Army, First World War (1914-18)George Goodman,

He had a good reputation among his peers and according to Private M.Delzoppo he was a very respectable soldier.
Akashdeep Cheema, St Monica's College, Epping

George Edward Goodman was a Private in the 21st Battalion, 12th reinforcement when he left Australia on 4 April 1916. He served in the Australian infantry from 1916 to 1917 and was killed in action whilst serving in France. He had a good reputation among his peers and according to Private M.Delzoppo he was a very respectable soldier. He was considered to be a fit soldier and some of his personal characteristics were:

Height: 5 feet and 3.75 inches
Weight: 144 pounds
Chest: 34/37 inches
Complexion: fresh
Eyes: brown
Hair: brown
Religion: Church of England
Distinctive marks: scar left by a vaccination on the left arm and scar on right cheek.
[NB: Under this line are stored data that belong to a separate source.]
// Sprite sheet loading and slicing
//
// Every animation sheet is a horizontal strip of square cells. Slicing trims
// a transparent gutter off the left edge of each cell and scales the result
// up for display; the simulation only ever sees the per-group frame counts
// and the flattened frame list this module produces.

use std::path::{Path, PathBuf};

use image::imageops::{self, FilterType};
use image::RgbaImage;
use log::{debug, info};

use super::AssetError;

/// Source cell size of every sheet, in pixels
pub const FRAME_CELL: u32 = 128;

/// Transparent gutter trimmed from the left edge of each cell
pub const FRAME_TRIM: u32 = 4;

/// Display scale applied after slicing
pub const FRAME_SCALE: u32 = 2;

/// Width of a sliced frame after trim and scale
pub const FRAME_WIDTH: u32 = (FRAME_CELL - FRAME_TRIM) * FRAME_SCALE;

/// Height of a sliced frame after scale
pub const FRAME_HEIGHT: u32 = FRAME_CELL * FRAME_SCALE;

/// Frames sliced from a list of sheet groups.
///
/// `counts[i]` is the total number of frames the i-th group contributed;
/// `frames` is the flattened list in group order.
pub struct SlicedGroups {
    pub counts: Vec<usize>,
    pub frames: Vec<RgbaImage>,
}

/// Resolves sheet names under a base directory and slices them into frames
pub struct SheetLibrary {
    base: PathBuf,
}

impl SheetLibrary {
    pub fn new<P: AsRef<Path>>(base: P) -> Self {
        Self {
            base: base.as_ref().to_path_buf(),
        }
    }

    /// Load a whole image without slicing (backgrounds)
    pub fn load_image(&self, name: &str) -> Result<RgbaImage, AssetError> {
        let path = self.base.join(name);
        if !path.exists() {
            return Err(AssetError::NotFound(name.to_string()));
        }
        let img = image::open(&path).map_err(|source| AssetError::Decode {
            path: path.to_string_lossy().to_string(),
            source,
        })?;
        Ok(img.to_rgba8())
    }

    /// Load and slice an ordered list of sheet groups.
    ///
    /// Each group is a list of sheet names under `dir`; an empty group yields
    /// a zero count (that animation does not exist for this character class).
    pub fn slice_groups(&self, dir: &str, groups: &[&[&str]]) -> Result<SlicedGroups, AssetError> {
        let mut counts = Vec::with_capacity(groups.len());
        let mut frames = Vec::new();

        for group in groups {
            let mut group_count = 0;
            for name in *group {
                let sheet = self.load_image(&format!("{}/{}", dir, name))?;
                let sliced = slice_sheet(&sheet);
                debug!("sliced {}/{}: {} frames", dir, name, sliced.len());
                group_count += sliced.len();
                frames.extend(sliced);
            }
            counts.push(group_count);
        }

        info!("loaded {}: {} frames total", dir, frames.len());
        Ok(SlicedGroups { counts, frames })
    }
}

/// Slice one horizontal strip into trimmed, scaled frames
pub fn slice_sheet(sheet: &RgbaImage) -> Vec<RgbaImage> {
    let cells = sheet.width() / FRAME_CELL;
    let mut frames = Vec::with_capacity(cells as usize);

    for i in 0..cells {
        let cell = imageops::crop_imm(
            sheet,
            i * FRAME_CELL + FRAME_TRIM,
            0,
            FRAME_CELL - FRAME_TRIM,
            FRAME_CELL,
        )
        .to_image();
        frames.push(imageops::resize(
            &cell,
            FRAME_WIDTH,
            FRAME_HEIGHT,
            FilterType::Nearest,
        ));
    }

    frames
}

#[cfg(test)]
mod tests {
    use super::*;

    fn strip(cells: u32) -> RgbaImage {
        RgbaImage::new(cells * FRAME_CELL, FRAME_CELL)
    }

    #[test]
    fn test_slice_counts_follow_sheet_width() {
        assert_eq!(slice_sheet(&strip(1)).len(), 1);
        assert_eq!(slice_sheet(&strip(6)).len(), 6);
    }

    #[test]
    fn test_partial_trailing_cell_is_dropped() {
        let sheet = RgbaImage::new(2 * FRAME_CELL + 60, FRAME_CELL);
        assert_eq!(slice_sheet(&sheet).len(), 2);
    }

    #[test]
    fn test_sliced_frame_dimensions() {
        let frames = slice_sheet(&strip(3));
        for frame in &frames {
            assert_eq!(frame.width(), FRAME_WIDTH);
            assert_eq!(frame.height(), FRAME_HEIGHT);
        }
        assert_eq!(FRAME_WIDTH, 248);
        assert_eq!(FRAME_HEIGHT, 256);
    }

    #[test]
    fn test_missing_sheet_is_fatal() {
        let library = SheetLibrary::new("definitely/not/a/directory");
        let err = library.load_image("ghost.png").unwrap_err();
        assert!(matches!(err, AssetError::NotFound(_)));
    }
}
// Sprite quad batching

use wgpu::util::DeviceExt;

use super::camera::ScreenUniform;
use super::texture::{FrameHandle, FrameStore};
use super::vertex::Vertex;

/// One textured rectangle to draw this frame, in screen pixels.
///
/// `mirrored` flips the texture horizontally; geometry is unchanged, so a
/// character faces left or right without a second set of frames.
#[derive(Debug, Clone, Copy)]
pub struct Quad {
    pub frame: FrameHandle,
    pub x: f32,
    pub y: f32,
    pub width: f32,
    pub height: f32,
    pub mirrored: bool,
}

/// Expand a quad into two triangles with flip-aware texture coordinates
pub fn quad_vertices(quad: &Quad) -> [Vertex; 6] {
    let (x0, y0) = (quad.x, quad.y);
    let (x1, y1) = (quad.x + quad.width, quad.y + quad.height);
    let (u0, u1) = if quad.mirrored {
        (1.0, 0.0)
    } else {
        (0.0, 1.0)
    };

    [
        Vertex::new(x0, y0, u0, 0.0),
        Vertex::new(x1, y0, u1, 0.0),
        Vertex::new(x1, y1, u1, 1.0),
        Vertex::new(x0, y0, u0, 0.0),
        Vertex::new(x1, y1, u1, 1.0),
        Vertex::new(x0, y1, u0, 1.0),
    ]
}

/// Pipeline and shared GPU state for drawing sprite quads
pub struct SpriteRenderer {
    pipeline: wgpu::RenderPipeline,
    globals_buffer: wgpu::Buffer,
    globals_bind_group: wgpu::BindGroup,
    texture_layout: wgpu::BindGroupLayout,
}

impl SpriteRenderer {
    pub fn new(device: &wgpu::Device, config: &wgpu::SurfaceConfiguration) -> Self {
        let shader = device.create_shader_module(wgpu::ShaderModuleDescriptor {
            label: Some("Sprite Shader"),
            source: wgpu::ShaderSource::Wgsl(include_str!("shaders/sprite.wgsl").into()),
        });

        let globals_layout = device.create_bind_group_layout(&wgpu::BindGroupLayoutDescriptor {
            label: Some("Globals Bind Group Layout"),
            entries: &[wgpu::BindGroupLayoutEntry {
                binding: 0,
                visibility: wgpu::ShaderStages::VERTEX,
                ty: wgpu::BindingType::Buffer {
                    ty: wgpu::BufferBindingType::Uniform,
                    has_dynamic_offset: false,
                    min_binding_size: None,
                },
                count: None,
            }],
        });

        let texture_layout = device.create_bind_group_layout(&wgpu::BindGroupLayoutDescriptor {
            label: Some("Frame Bind Group Layout"),
            entries: &[
                wgpu::BindGroupLayoutEntry {
                    binding: 0,
                    visibility: wgpu::ShaderStages::FRAGMENT,
                    ty: wgpu::BindingType::Texture {
                        multisampled: false,
                        view_dimension: wgpu::TextureViewDimension::D2,
                        sample_type: wgpu::TextureSampleType::Float { filterable: true },
                    },
                    count: None,
                },
                wgpu::BindGroupLayoutEntry {
                    binding: 1,
                    visibility: wgpu::ShaderStages::FRAGMENT,
                    ty: wgpu::BindingType::Sampler(wgpu::SamplerBindingType::Filtering),
                    count: None,
                },
            ],
        });

        let pipeline_layout = device.create_pipeline_layout(&wgpu::PipelineLayoutDescriptor {
            label: Some("Sprite Pipeline Layout"),
            bind_group_layouts: &[&globals_layout, &texture_layout],
            push_constant_ranges: &[],
        });

        let pipeline = device.create_render_pipeline(&wgpu::RenderPipelineDescriptor {
            label: Some("Sprite Pipeline"),
            layout: Some(&pipeline_layout),
            vertex: wgpu::VertexState {
                module: &shader,
                entry_point: "vs_main",
                buffers: &[Vertex::desc()],
                compilation_options: wgpu::PipelineCompilationOptions::default(),
            },
            fragment: Some(wgpu::FragmentState {
                module: &shader,
                entry_point: "fs_main",
                targets: &[Some(wgpu::ColorTargetState {
                    format: config.format,
                    blend: Some(wgpu::BlendState::ALPHA_BLENDING),
                    write_mask: wgpu::ColorWrites::ALL,
                })],
                compilation_options: wgpu::PipelineCompilationOptions::default(),
            }),
            primitive: wgpu::PrimitiveState {
                topology: wgpu::PrimitiveTopology::TriangleList,
                strip_index_format: None,
                front_face: wgpu::FrontFace::Ccw,
                // The y-flipping projection inverts winding, so no culling
                cull_mode: None,
                polygon_mode: wgpu::PolygonMode::Fill,
                unclipped_depth: false,
                conservative: false,
            },
            depth_stencil: None,
            multisample: wgpu::MultisampleState {
                count: 1,
                mask: !0,
                alpha_to_coverage_enabled: false,
            },
            multiview: None,
        });

        let globals_buffer = device.create_buffer_init(&wgpu::util::BufferInitDescriptor {
            label: Some("Globals Buffer"),
            contents: bytemuck::cast_slice(&[ScreenUniform {
                view_proj: glam::Mat4::IDENTITY.to_cols_array_2d(),
            }]),
            usage: wgpu::BufferUsages::UNIFORM | wgpu::BufferUsages::COPY_DST,
        });

        let globals_bind_group = device.create_bind_group(&wgpu::BindGroupDescriptor {
            label: Some("Globals Bind Group"),
            layout: &globals_layout,
            entries: &[wgpu::BindGroupEntry {
                binding: 0,
                resource: globals_buffer.as_entire_binding(),
            }],
        });

        Self {
            pipeline,
            globals_buffer,
            globals_bind_group,
            texture_layout,
        }
    }

    /// Layout frame textures must be bound with
    pub fn texture_layout(&self) -> &wgpu::BindGroupLayout {
        &self.texture_layout
    }

    pub fn globals_buffer(&self) -> &wgpu::Buffer {
        &self.globals_buffer
    }

    /// Build the vertex buffer for this frame's quads
    pub fn build_vertices(&self, device: &wgpu::Device, quads: &[Quad]) -> wgpu::Buffer {
        let mut vertices = Vec::with_capacity(quads.len() * 6);
        for quad in quads {
            vertices.extend_from_slice(&quad_vertices(quad));
        }

        device.create_buffer_init(&wgpu::util::BufferInitDescriptor {
            label: Some("Sprite Vertex Buffer"),
            contents: bytemuck::cast_slice(&vertices),
            usage: wgpu::BufferUsages::VERTEX,
        })
    }

    /// Record draw calls, one per quad in submission order
    pub fn draw<'a>(
        &'a self,
        render_pass: &mut wgpu::RenderPass<'a>,
        vertices: &'a wgpu::Buffer,
        quads: &[Quad],
        frames: &'a FrameStore,
    ) {
        if quads.is_empty() {
            return;
        }

        render_pass.set_pipeline(&self.pipeline);
        render_pass.set_bind_group(0, &self.globals_bind_group, &[]);
        render_pass.set_vertex_buffer(0, vertices.slice(..));

        for (i, quad) in quads.iter().enumerate() {
            let Some(frame) = frames.get(quad.frame) else {
                continue;
            };
            render_pass.set_bind_group(1, &frame.bind_group, &[]);
            let start = (i * 6) as u32;
            render_pass.draw(start..start + 6, 0..1);
        }
    }
}

#[cfg(test)]
mod tests {
    use super::*;
    use approx::assert_relative_eq;

    fn test_quad(mirrored: bool) -> Quad {
        Quad {
            frame: FrameHandle(0),
            x: 10.0,
            y: 20.0,
            width: 100.0,
            height: 50.0,
            mirrored,
        }
    }

    #[test]
    fn test_quad_vertex_positions() {
        let verts = quad_vertices(&test_quad(false));
        assert_relative_eq!(verts[0].position[0], 10.0);
        assert_relative_eq!(verts[0].position[1], 20.0);
        assert_relative_eq!(verts[2].position[0], 110.0);
        assert_relative_eq!(verts[2].position[1], 70.0);
    }

    #[test]
    fn test_upright_quad_uvs() {
        let verts = quad_vertices(&test_quad(false));
        // Top-left vertex samples the texture's top-left corner
        assert_relative_eq!(verts[0].tex_coords[0], 0.0);
        assert_relative_eq!(verts[0].tex_coords[1], 0.0);
        assert_relative_eq!(verts[2].tex_coords[0], 1.0);
        assert_relative_eq!(verts[2].tex_coords[1], 1.0);
    }

    #[test]
    fn test_mirrored_quad_flips_u_only() {
        let upright = quad_vertices(&test_quad(false));
        let mirrored = quad_vertices(&test_quad(true));
        for (a, b) in upright.iter().zip(mirrored.iter()) {
            assert_relative_eq!(a.position[0], b.position[0]);
            assert_relative_eq!(a.position[1], b.position[1]);
            assert_relative_eq!(a.tex_coords[0], 1.0 - b.tex_coords[0]);
            assert_relative_eq!(a.tex_coords[1], b.tex_coords[1]);
        }
    }
}
// Behavioral modes

/// The behavioral/animation state of a character.
///
/// The discriminant doubles as the index into the per-archetype animation
/// tables (`anim_speed`, the `frames` boundary table), so the order here is
/// load-bearing.
#[repr(usize)]
#[derive(Debug, Clone, Copy, PartialEq, Eq, Hash)]
pub enum Mode {
    /// Standing still
    Idle = 0,
    /// Moving at full speed
    Running = 1,
    /// Airborne hop
    Jumping = 2,
    /// Slow vertical repositioning
    Walking = 3,
    /// Standing melee strike
    Attacking = 4,
    /// Death animation playing
    Dying = 5,
    /// Damage reaction
    Hurt = 6,
    /// Charging lunge attack
    RunAttack = 7,
}

/// Number of modes, and therefore of per-mode table slots
pub const MODE_COUNT: usize = 8;

impl Mode {
    pub const ALL: [Mode; MODE_COUNT] = [
        Mode::Idle,
        Mode::Running,
        Mode::Jumping,
        Mode::Walking,
        Mode::Attacking,
        Mode::Dying,
        Mode::Hurt,
        Mode::RunAttack,
    ];

    /// Table index for this mode
    pub fn index(self) -> usize {
        self as usize
    }
}

impl Default for Mode {
    fn default() -> Self {
        Self::Idle
    }
}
George Edward Goodman was born in Epping, Victoria in May 1878 and was a tanner (someone who tans animal hides to use for leather and other materials). Later, he lived in South Melbourne with his wife (Annie Laurie Goodman) and daughter (Ruby Mavie Goodman). Whilst serving in the army, he travelled to places like England, Etaples (France) and Belgium. During this time, the 21st Battalion, in which Goodman served, were fighting at Bullecourt. On his way to the battlefield, Goodman travelled on the HMAT Euripides (A14), which weighed approximately 15,050 tons and carried over 1,200 passengers. It carried the 7th Light Horse Regiment, the 12 Reinforcement and the 2nd Light Horse Brigade. Although Goodman was seen as a brave soldier by many, his brother, John Goodman, attempted to dispose of his war medals. Fortunately the claim was turned down and the mementos were given to his widowed wife. Goodman was missing in action whilst serving in France on 24 November 1916 and was reportedly confirmed to be killed in action on 3 May 1917. He is currently buried at Tilloy British Cemetery in France.